Desde que los lobos comenzaran a acercarse a los humanos en busca de calor y comida, y estos descubriesen los beneficios que ofrecían los cánidos para cazar y protegerse, la relación entre la humanidad y los perros ha estado escrita de manera conjunta. Primero como animales de trabajo, protegiendo hogares, rebaños o tirando de trineos, y más tarde dentro del hogar como mascotas y en muchos casos como parte de la familia.
Los perros llevan milenios a nuestro lado, por lo que no es de extrañar que tengan también su representación en el arte. En ciudades de todo el planeta se encuentran estatuas que encarnan algunos de los canes más representativos de la historia como Laika, la primera perra espacial, o Balto, el perro guía de la carrera del suero en Alaska. También otras que reconocen su lealtad o su inestimable apoyo en desastres naturales. Este es un recorrido por algunas de las estatuas perrunas más representativas del mundo.

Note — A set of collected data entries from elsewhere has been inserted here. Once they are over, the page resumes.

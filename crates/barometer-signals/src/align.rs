//! Calendar alignment of independently sourced series.
//!
//! The primary series (daily trading-day closes) defines the calendar. Every
//! auxiliary series, whatever its native frequency, is mapped onto that
//! calendar with an as-of join: each calendar date takes the last defined
//! observation published on or before it. This is the same as resampling to
//! daily with forward-fill, reindexing onto the calendar and forward-filling
//! again. Values are never carried backwards, so dates before a series' first
//! observation stay undefined.

use std::collections::BTreeSet;

use polars::prelude::*;
use tracing::{debug, warn};

use barometer_traits::{BarometerError, Date, RawSeries, Result, SeriesId};

/// Name of the calendar column in [`AlignedFrame::data`].
pub const DATE_COLUMN: &str = "date";

/// An auxiliary input to the aligner.
///
/// `series` is `None` when the provider omitted the series entirely.
#[derive(Debug, Clone, Copy)]
pub struct AuxiliarySeries<'a> {
    /// Series identifier, used as the column name.
    pub name: &'a str,
    /// Whether absence of this series aborts the run.
    pub critical: bool,
    /// The fetched series, if the provider returned one.
    pub series: Option<&'a RawSeries>,
}

/// Series values on a common daily calendar.
///
/// Wraps a Polars DataFrame with a `date` column plus one nullable `f64`
/// column per series, and remembers which non-critical series were absent
/// from the fetch so downstream composites can degrade instead of failing.
#[derive(Debug, Clone)]
pub struct AlignedFrame {
    calendar: Vec<Date>,
    data: DataFrame,
    absent: BTreeSet<SeriesId>,
}

impl AlignedFrame {
    /// Builds a frame from already aligned columns.
    ///
    /// # Errors
    ///
    /// Returns [`BarometerError::InvalidData`] if a column length differs from
    /// the calendar length, or a Polars error for duplicate column names.
    pub fn from_columns(
        calendar: Vec<Date>,
        columns: Vec<(String, Vec<Option<f64>>)>,
        absent: BTreeSet<SeriesId>,
    ) -> Result<Self> {
        let mut frame_columns = Vec::with_capacity(columns.len() + 1);
        frame_columns.push(Column::new(DATE_COLUMN.into(), calendar.as_slice()));

        for (name, values) in columns {
            if values.len() != calendar.len() {
                return Err(BarometerError::InvalidData(format!(
                    "column '{name}' has {} rows, calendar has {}",
                    values.len(),
                    calendar.len()
                )));
            }
            frame_columns.push(Column::new(name.as_str().into(), values));
        }

        Ok(Self {
            calendar,
            data: DataFrame::new(frame_columns)?,
            absent,
        })
    }

    /// Returns the calendar dates, ascending.
    pub fn calendar(&self) -> &[Date] {
        &self.calendar
    }

    /// Returns a reference to the underlying DataFrame.
    pub const fn data(&self) -> &DataFrame {
        &self.data
    }

    /// Returns the number of calendar rows.
    pub const fn len(&self) -> usize {
        self.calendar.len()
    }

    /// Returns whether the calendar is empty.
    pub const fn is_empty(&self) -> bool {
        self.calendar.is_empty()
    }

    /// Checks if a series column exists.
    pub fn has_column(&self, name: &str) -> bool {
        self.data
            .get_column_names()
            .iter()
            .any(|s| s.as_str() == name)
    }

    /// Returns the series column names (excluding the date column).
    pub fn series_names(&self) -> Vec<String> {
        self.data
            .get_column_names()
            .iter()
            .filter(|s| s.as_str() != DATE_COLUMN)
            .map(|s| s.to_string())
            .collect()
    }

    /// Gets a series column as optional values, one per calendar date.
    ///
    /// # Errors
    ///
    /// Returns [`BarometerError::MissingColumn`] if no such series exists.
    pub fn column(&self, name: &str) -> Result<Vec<Option<f64>>> {
        if name == DATE_COLUMN || !self.has_column(name) {
            return Err(BarometerError::MissingColumn(name.to_string()));
        }

        let values = self
            .data
            .column(name)?
            .as_materialized_series()
            .f64()?
            .into_iter()
            .collect();
        Ok(values)
    }

    /// Whether a non-critical series was absent from the fetch result.
    pub fn is_absent(&self, name: &str) -> bool {
        self.absent.contains(name)
    }

    /// Returns the absent non-critical series.
    pub const fn absent(&self) -> &BTreeSet<SeriesId> {
        &self.absent
    }
}

/// Maps raw series of mixed frequency onto the primary series' calendar.
#[derive(Debug, Clone, Copy, Default)]
pub struct SeriesAligner;

impl SeriesAligner {
    /// Creates a new aligner.
    pub const fn new() -> Self {
        Self
    }

    /// Aligns the auxiliary series onto the calendar of `primary`.
    ///
    /// The primary series becomes a column of its own (forward-filled across
    /// its own missing markers). An auxiliary series whose name equals the
    /// primary's is skipped.
    ///
    /// # Errors
    ///
    /// - [`BarometerError::MissingSeries`] if the primary series has no
    ///   dates, or a critical auxiliary series is absent or carries no value.
    pub fn align(
        &self,
        primary: &RawSeries,
        auxiliary: &[AuxiliarySeries<'_>],
    ) -> Result<AlignedFrame> {
        if primary.is_empty() || !primary.has_values() {
            return Err(BarometerError::MissingSeries(format!(
                "{} (primary calendar series)",
                primary.name()
            )));
        }

        let calendar = primary.dates();
        let mut columns = Vec::with_capacity(auxiliary.len() + 1);
        let mut absent = BTreeSet::new();
        columns.push((
            primary.name().to_string(),
            forward_fill_onto(&calendar, primary),
        ));

        for aux in auxiliary {
            if aux.name == primary.name() || columns.iter().any(|(name, _)| name == aux.name) {
                continue;
            }

            match aux.series.filter(|s| s.has_values()) {
                Some(series) => {
                    debug!(
                        series = aux.name,
                        observations = series.len(),
                        "aligning series onto calendar"
                    );
                    columns.push((aux.name.to_string(), forward_fill_onto(&calendar, series)));
                }
                None if aux.critical => {
                    return Err(BarometerError::MissingSeries(aux.name.to_string()));
                }
                None => {
                    warn!(
                        series = aux.name,
                        "non-critical series absent from fetch result; dependent components are dropped"
                    );
                    absent.insert(aux.name.to_string());
                    columns.push((aux.name.to_string(), vec![None; calendar.len()]));
                }
            }
        }

        AlignedFrame::from_columns(calendar, columns, absent)
    }
}

/// As-of join of `series` onto `calendar` (both ascending).
///
/// Each calendar date receives the most recent defined value observed on or
/// before it. Missing markers in the source never overwrite an earlier value.
pub fn forward_fill_onto(calendar: &[Date], series: &RawSeries) -> Vec<Option<f64>> {
    let observations = series.observations();
    let mut next = 0;
    let mut last = None;

    calendar
        .iter()
        .map(|day| {
            while next < observations.len() && observations[next].date <= *day {
                if let Some(value) = observations[next].value {
                    last = Some(value);
                }
                next += 1;
            }
            last
        })
        .collect()
}

#[cfg(test)]
mod tests {
    use super::*;
    use barometer_traits::Observation;

    fn d(day: u32) -> Date {
        Date::from_ymd_opt(2024, 3, day).unwrap()
    }

    fn primary() -> RawSeries {
        // trading days with a holiday gap on the 8th
        RawSeries::from_pairs(
            "SPY",
            [
                (d(4), 500.0),
                (d(5), 501.0),
                (d(6), 502.0),
                (d(7), 503.0),
                (d(11), 504.0),
            ],
        )
    }

    #[test]
    fn test_weekly_series_forward_fills() {
        let weekly = RawSeries::from_pairs("WALCL", [(d(6), 7_500_000.0), (d(13), 7_400_000.0)]);
        let filled = forward_fill_onto(&primary().dates(), &weekly);
        assert_eq!(
            filled,
            vec![None, None, Some(7_500_000.0), Some(7_500_000.0), Some(7_500_000.0)]
        );
    }

    #[test]
    fn test_weekend_observation_carries_into_next_trading_day() {
        let irregular = RawSeries::from_pairs("IPMAN", [(d(9), 101.0)]);
        let filled = forward_fill_onto(&primary().dates(), &irregular);
        assert_eq!(filled[3], None);
        assert_eq!(filled[4], Some(101.0));
    }

    #[test]
    fn test_missing_markers_do_not_overwrite() {
        let series = RawSeries::new(
            "T10Y2Y",
            vec![
                Observation::new(d(4), 0.25),
                Observation::missing(d(5)),
                Observation::new(d(7), 0.30),
            ],
        );
        let filled = forward_fill_onto(&primary().dates(), &series);
        assert_eq!(
            filled,
            vec![Some(0.25), Some(0.25), Some(0.25), Some(0.30), Some(0.30)]
        );
    }

    #[test]
    fn test_never_looks_ahead() {
        let late = RawSeries::from_pairs("DBC", [(d(7), 22.0)]);
        let filled = forward_fill_onto(&primary().dates(), &late);
        assert!(filled[..3].iter().all(Option::is_none));
        assert_eq!(filled[3], Some(22.0));
    }

    #[test]
    fn test_align_builds_frame() {
        let vix = RawSeries::from_pairs("^VIX", [(d(4), 14.0), (d(11), 15.0)]);
        let frame = SeriesAligner::new()
            .align(
                &primary(),
                &[AuxiliarySeries {
                    name: "^VIX",
                    critical: true,
                    series: Some(&vix),
                }],
            )
            .unwrap();

        assert_eq!(frame.len(), 5);
        assert_eq!(frame.calendar()[4], d(11));
        assert!(frame.has_column("SPY"));
        assert_eq!(
            frame.column("^VIX").unwrap(),
            vec![Some(14.0), Some(14.0), Some(14.0), Some(14.0), Some(15.0)]
        );
        assert!(frame.absent().is_empty());
        assert_eq!(frame.series_names(), vec!["SPY".to_string(), "^VIX".to_string()]);
    }

    #[test]
    fn test_missing_critical_series_is_fatal() {
        let result = SeriesAligner::new().align(
            &primary(),
            &[AuxiliarySeries {
                name: "^VIX",
                critical: true,
                series: None,
            }],
        );

        match result {
            Err(BarometerError::MissingSeries(name)) => assert_eq!(name, "^VIX"),
            other => panic!("expected MissingSeries, got {other:?}"),
        }
    }

    #[test]
    fn test_critical_series_without_values_is_fatal() {
        let blank = RawSeries::new("DBC", vec![Observation::missing(d(4))]);
        let result = SeriesAligner::new().align(
            &primary(),
            &[AuxiliarySeries {
                name: "DBC",
                critical: true,
                series: Some(&blank),
            }],
        );
        assert!(matches!(result, Err(BarometerError::MissingSeries(_))));
    }

    #[test]
    fn test_missing_non_critical_series_is_marked_absent() {
        let frame = SeriesAligner::new()
            .align(
                &primary(),
                &[AuxiliarySeries {
                    name: "HG=F",
                    critical: false,
                    series: None,
                }],
            )
            .unwrap();

        assert!(frame.is_absent("HG=F"));
        assert!(frame.column("HG=F").unwrap().iter().all(Option::is_none));
    }

    #[test]
    fn test_empty_primary_is_fatal() {
        let result = SeriesAligner::new().align(&RawSeries::empty("SPY"), &[]);
        assert!(matches!(result, Err(BarometerError::MissingSeries(_))));
    }

    #[test]
    fn test_unknown_column() {
        let frame = SeriesAligner::new().align(&primary(), &[]).unwrap();
        assert!(matches!(
            frame.column("XLY"),
            Err(BarometerError::MissingColumn(_))
        ));
        assert!(matches!(
            frame.column(DATE_COLUMN),
            Err(BarometerError::MissingColumn(_))
        ));
    }
}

La popular historia de Hachiko ha inspirado películas, libros, capítulos de series de televisión e incluso aparece en varios videojuegos. Según se cuenta, este perro de raza akita acudía cada día a recibir a su dueño, el profesor Hidesaburo Ueno, a la estación de Shibuya, en Tokio. En mayo de 1925, Ueno murió de un infarto cerebral mientras daba clase y no pudo reencontrarse con Hachiko como hacía todos los días. Desde su muerte, el perro siguió acudiendo a diario, y durante una década, a la estación con la esperanza de volver a ver a su dueño. Actualmente, la estatua de Hachiko es una de las atracciones del famosísimo cruce de Shibuya. Una segunda escultura, donde el profesor se reencuentra con su mascota, se encuentra situada junto a la universidad de Tokio.